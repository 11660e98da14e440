//! The relocation state machine.

use std::path::{Path, PathBuf};
use std::sync::Arc;

use tokio::sync::{broadcast, watch};

use relocator_core::{
    CacheInvalidator, ChannelEvent, PendingDelete, PreferenceStore, RelocationError,
    RelocationRecord, TransferEngine, TransferProgress, TransferState, TransferStateKind,
};

use crate::listener::{self, Subscription};

/// Result of a [`Coordinator::clear_old_dir`] call.
#[derive(Debug, Clone, Copy, PartialEq, Eq)]
pub enum CleanupOutcome {
    /// The old directory was deleted.
    Deleted,
    /// Deletion failed; the old directory is still pending and can be retried.
    Retained,
    /// Nothing pending, or a deletion is already outstanding.
    Skipped,
}

/// Coordinates relocating the root directory.
///
/// Cloning yields another handle to the same record. Every transition is a
/// single update of the shared record, so observers never see a partially
/// applied change.
#[derive(Clone)]
pub struct Coordinator {
    inner: Arc<Inner>,
}

struct Inner {
    record: watch::Sender<RelocationRecord>,
    store: Arc<dyn PreferenceStore>,
    invalidator: Arc<dyn CacheInvalidator>,
    engine: Arc<dyn TransferEngine>,
}

impl Coordinator {
    /// Create a coordinator in the Idle state.
    pub fn new(
        store: Arc<dyn PreferenceStore>,
        invalidator: Arc<dyn CacheInvalidator>,
        engine: Arc<dyn TransferEngine>,
    ) -> Self {
        let (record, _) = watch::channel(RelocationRecord::default());
        Self {
            inner: Arc::new(Inner {
                record,
                store,
                invalidator,
                engine,
            }),
        }
    }

    /// Copy of the current record.
    pub fn snapshot(&self) -> RelocationRecord {
        self.inner.record.borrow().clone()
    }

    /// Current phase.
    pub fn state(&self) -> TransferStateKind {
        self.inner.record.borrow().kind()
    }

    /// Observe record changes.
    pub fn watch(&self) -> watch::Receiver<RelocationRecord> {
        self.inner.record.subscribe()
    }

    /// Stage `destination` and wait for confirmation.
    ///
    /// Rejected while a relocation is running, since the outstanding
    /// transfer would otherwise be attributed to the new destination.
    pub fn start(&self, destination: impl Into<PathBuf>) -> Result<(), RelocationError> {
        let destination = destination.into();
        let previous = self.read_root();

        let mut in_flight = None;
        self.inner.record.send_if_modified(|record| {
            if let TransferState::Loading { target, .. } = &record.state {
                in_flight = Some(target.clone());
                return false;
            }
            record.previous_directory = previous;
            record.pending_delete = None;
            record.state = TransferState::Confirm {
                target: destination.clone(),
            };
            true
        });

        if let Some(target) = in_flight {
            tracing::warn!(
                target: "relocation",
                requested = %destination.display(),
                running = %target.display(),
                "Cannot stage a destination while a relocation is running"
            );
            return Err(RelocationError::TransferInFlight { target });
        }

        tracing::debug!(target: "relocation", destination = %destination.display(), "Destination staged");
        Ok(())
    }

    /// Submit the staged destination to the transfer engine.
    ///
    /// Backend failures do not surface here: they move the record to the
    /// Error state with the destination still staged, so confirming again
    /// retries. Returns the phase the relocation resolved to.
    pub async fn confirm(&self, copy_existing: bool) -> Result<TransferStateKind, RelocationError> {
        let mut staged = None;
        self.inner.record.send_if_modified(|record| {
            let Some(target) = record.target_directory().map(Path::to_path_buf) else {
                return false;
            };
            record.state = TransferState::Loading {
                target: target.clone(),
                copy_existing,
            };
            record.progress = TransferProgress::default();
            staged = Some(target);
            true
        });

        let Some(target) = staged else {
            tracing::warn!(target: "relocation", "Confirm called with no destination staged");
            return Err(RelocationError::NoDestinationStaged);
        };

        tracing::info!(
            target: "relocation",
            destination = %target.display(),
            copy_existing,
            "Relocation started"
        );

        let kind = match self.inner.engine.relocate(&target, copy_existing).await {
            Ok(()) => self.commit_success(&target),
            Err(e) => self.commit_failure(&target, e.to_string()),
        };
        Ok(kind)
    }

    fn commit_success(&self, target: &Path) -> TransferStateKind {
        // The engine has persisted the new root even if this success loses the tie-break.
        self.inner.invalidator.invalidate(self.inner.store.key());

        let mut kind = TransferStateKind::Success;
        let mut duplicate = false;
        self.inner.record.send_if_modified(|record| {
            if let TransferState::Error { message, .. } = &record.state {
                tracing::warn!(
                    target: "relocation",
                    destination = %target.display(),
                    error = %message,
                    "Ignoring stale success, a newer attempt already failed"
                );
                kind = TransferStateKind::Error;
                return false;
            }
            // An overlapping attempt on the same target already committed;
            // shuffling again would queue the live root for deletion.
            if matches!(record.state, TransferState::Success | TransferState::Delete)
                && record.previous_directory.as_deref() == Some(target)
            {
                tracing::debug!(
                    target: "relocation",
                    destination = %target.display(),
                    "Ignoring duplicate success, relocation already committed"
                );
                duplicate = true;
                return false;
            }
            record.pending_delete = record.previous_directory.take().map(PendingDelete::new);
            record.previous_directory = Some(target.to_path_buf());
            record.state = TransferState::Success;
            true
        });

        if kind == TransferStateKind::Success && !duplicate {
            tracing::info!(target: "relocation", destination = %target.display(), "Relocation succeeded");
        }
        kind
    }

    fn commit_failure(&self, target: &Path, message: String) -> TransferStateKind {
        tracing::warn!(
            target: "relocation",
            destination = %target.display(),
            error = %message,
            "Relocation failed"
        );
        self.inner.record.send_modify(|record| {
            record.state = TransferState::Error {
                target: target.to_path_buf(),
                message,
            };
            record.pending_delete = None;
        });
        TransferStateKind::Error
    }

    /// Delete the directory left behind by the last successful relocation.
    ///
    /// At most one deletion is outstanding; concurrent calls are skipped.
    pub async fn clear_old_dir(&self) -> CleanupOutcome {
        let mut claimed = None;
        self.inner.record.send_if_modified(|record| match record.pending_delete.as_mut() {
            Some(pending) if !pending.deleting => {
                pending.deleting = true;
                claimed = Some(pending.path.clone());
                true
            }
            _ => false,
        });

        let Some(path) = claimed else {
            tracing::debug!(target: "relocation", "Nothing to clean up or cleanup already running");
            return CleanupOutcome::Skipped;
        };

        match self.inner.engine.delete(&path).await {
            Ok(()) => {
                let applied = self.inner.record.send_if_modified(|record| {
                    if record.pending_delete_directory() != Some(path.as_path()) {
                        return false;
                    }
                    record.pending_delete = None;
                    record.state = TransferState::Delete;
                    true
                });
                if !applied {
                    tracing::debug!(
                        target: "relocation",
                        path = %path.display(),
                        "Record changed while deleting, leaving it as is"
                    );
                }
                tracing::info!(target: "relocation", path = %path.display(), "Old directory removed");
                CleanupOutcome::Deleted
            }
            Err(e) => {
                tracing::warn!(
                    target: "relocation",
                    path = %path.display(),
                    error = %e,
                    "Failed to remove old directory, keeping it for a retry"
                );
                self.inner.record.send_if_modified(|record| match record.pending_delete.as_mut() {
                    Some(pending) if pending.path == path => {
                        pending.deleting = false;
                        true
                    }
                    _ => false,
                });
                CleanupOutcome::Retained
            }
        }
    }

    /// Subscribe to progress events on `events`.
    ///
    /// Also records the current root as the previous directory if none is
    /// known yet. Must be called within a Tokio runtime.
    pub fn listen(&self, events: broadcast::Receiver<ChannelEvent>) -> Subscription {
        if self.inner.record.borrow().previous_directory.is_none() {
            if let Some(root) = self.read_root() {
                self.inner.record.send_if_modified(|record| {
                    if record.previous_directory.is_some() {
                        return false;
                    }
                    record.previous_directory = Some(root);
                    true
                });
            }
        }

        Subscription::spawn(self.clone(), events)
    }

    /// Return the record to its initial Idle shape.
    pub fn reset(&self) {
        self.inner.record.send_replace(RelocationRecord::default());
        tracing::debug!(target: "relocation", "Relocation record reset");
    }

    /// Apply one channel event to the record.
    pub(crate) fn apply_event(&self, event: &ChannelEvent) {
        listener::apply_event(&self.inner.record, event);
    }

    fn read_root(&self) -> Option<PathBuf> {
        match self.inner.store.get() {
            Ok(root) => Some(root),
            Err(e) => {
                tracing::warn!(target: "relocation", error = %e, "Failed to read root directory");
                None
            }
        }
    }
}

impl std::fmt::Debug for Coordinator {
    fn fmt(&self, f: &mut std::fmt::Formatter<'_>) -> std::fmt::Result {
        f.debug_struct("Coordinator")
            .field("record", &*self.inner.record.borrow())
            .finish_non_exhaustive()
    }
}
# # #
## What you need to do
Which lines of the entries above contain the word "phase"? Copy each of them.

## Problem solution
    /// Current phase.
    /// retries. Returns the phase the relocation resolved to.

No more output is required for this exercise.